Hana Alemu (Williams)

Hana Alemu (Williams)

In 2 weeks, if all goes according to schedule, the trial of Larry and Carri Williams, adoptive parents (and alleged murderers) of Hana Alemu (Hannah Williams) will take place: Monday, July 22, 2013, at 9am at the Skagit County Courthouse in Mount Vernon, Washington.

Jury selection will probably take 2 or 3 days, so the opening statements might begin on Wednesday July 24 or Thursday July 25. Additionally, there is a meeting among the lawyers scheduled for July 16, for last minute maneuvering. As I hear any news, I will post an update.

Please spread the word encouraging others to attend this trial if at all possible.  I plan to be there, to bear witness for Hana, in the hope that justice will be served.

For background information, please see my previous posts Update on Hana AlemuOn Mother’s Day, and In Remembrance of Hana.
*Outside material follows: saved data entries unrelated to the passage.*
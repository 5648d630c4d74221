use std::sync::{Arc, Condvar, Mutex, MutexGuard, PoisonError};

use crate::shared::frame::Frame;
use crate::shared::timestamp::AlarmTimestamp;

/// Evidence that an unreliable face was seen: when, and what the camera showed.
#[derive(Clone, Debug, PartialEq)]
pub struct AlarmCandidate {
    pub timestamp: AlarmTimestamp,
    pub snapshot: Frame,
}

#[derive(Default)]
struct StackState {
    items: Vec<AlarmCandidate>,
    closed: bool,
}

/// Shared last-in-first-out queue of alarm candidates.
///
/// Producers push without blocking. The consumer sleeps in
/// [`AlarmStack::wait_for_burst`] until enough candidates pile up or the
/// stack is closed.
#[derive(Clone, Default)]
pub struct AlarmStack {
    inner: Arc<(Mutex<StackState>, Condvar)>,
}

impl AlarmStack {
    pub fn new() -> Self {
        Self::default()
    }

    /// Adds a candidate on top. Ignored once the stack is closed.
    pub fn push(&self, candidate: AlarmCandidate) {
        let (_, cvar) = &*self.inner;
        let mut state = self.lock();
        if state.closed {
            return;
        }
        state.items.push(candidate);
        cvar.notify_all();
    }

    pub fn len(&self) -> usize {
        self.lock().items.len()
    }

    pub fn is_empty(&self) -> bool {
        self.len() == 0
    }

    /// Removes and returns the most recently pushed candidate.
    pub fn pop_latest(&self) -> Option<AlarmCandidate> {
        self.lock().items.pop()
    }

    /// Drops every pending candidate and returns how many there were.
    pub fn clear(&self) -> usize {
        let mut state = self.lock();
        let n = state.items.len();
        state.items.clear();
        n
    }

    /// Blocks until more than `threshold` candidates are pending.
    ///
    /// Returns the pending count, or `None` once the stack is closed.
    pub fn wait_for_burst(&self, threshold: usize) -> Option<usize> {
        let (_, cvar) = &*self.inner;
        let mut state = self.lock();
        loop {
            if state.closed {
                return None;
            }
            if state.items.len() > threshold {
                return Some(state.items.len());
            }
            state = cvar.wait(state).unwrap_or_else(PoisonError::into_inner);
        }
    }

    /// Wakes every waiter and refuses further pushes.
    pub fn close(&self) {
        let (_, cvar) = &*self.inner;
        self.lock().closed = true;
        cvar.notify_all();
    }

    pub fn is_closed(&self) -> bool {
        self.lock().closed
    }

    fn lock(&self) -> MutexGuard<'_, StackState> {
        let (mutex, _) = &*self.inner;
        mutex.lock().unwrap_or_else(PoisonError::into_inner)
    }
}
The Williamses are accused of homicide by abuse: this charge means that they caused Hana’s death (May 12, 2011) due to a pattern or practice of abuse or torture. It’s apparently a difficult charge to prove, as a jury must believe beyond a reasonable doubt that a pattern of torture or abuse existed, and that the pattern caused Hana’s death. If the Williamses are found guilty, the average sentence is 23 years.

The Williamses are also accused of 2 other crimes. One is first degree assault on Immanuel, the other Ethiopian child they adopted. The charge means that they caused him serious bodily harm.

While much attention has rightly been placed on Hana’s death, Immanuel was certainly a victim here as well. May we all keep him in our hearts. What that child has apparently been through–terrible abuse by his adoptive parents, as well as witnessing Hana’s abuse and death–is wrenching. He will likely be called to testify at the trial. I have heard he is doing well in his foster home, where his foster mother is deaf (as is Immanuel) and is teaching him sign language in a safe environment. I wish him healing, strength, and justice.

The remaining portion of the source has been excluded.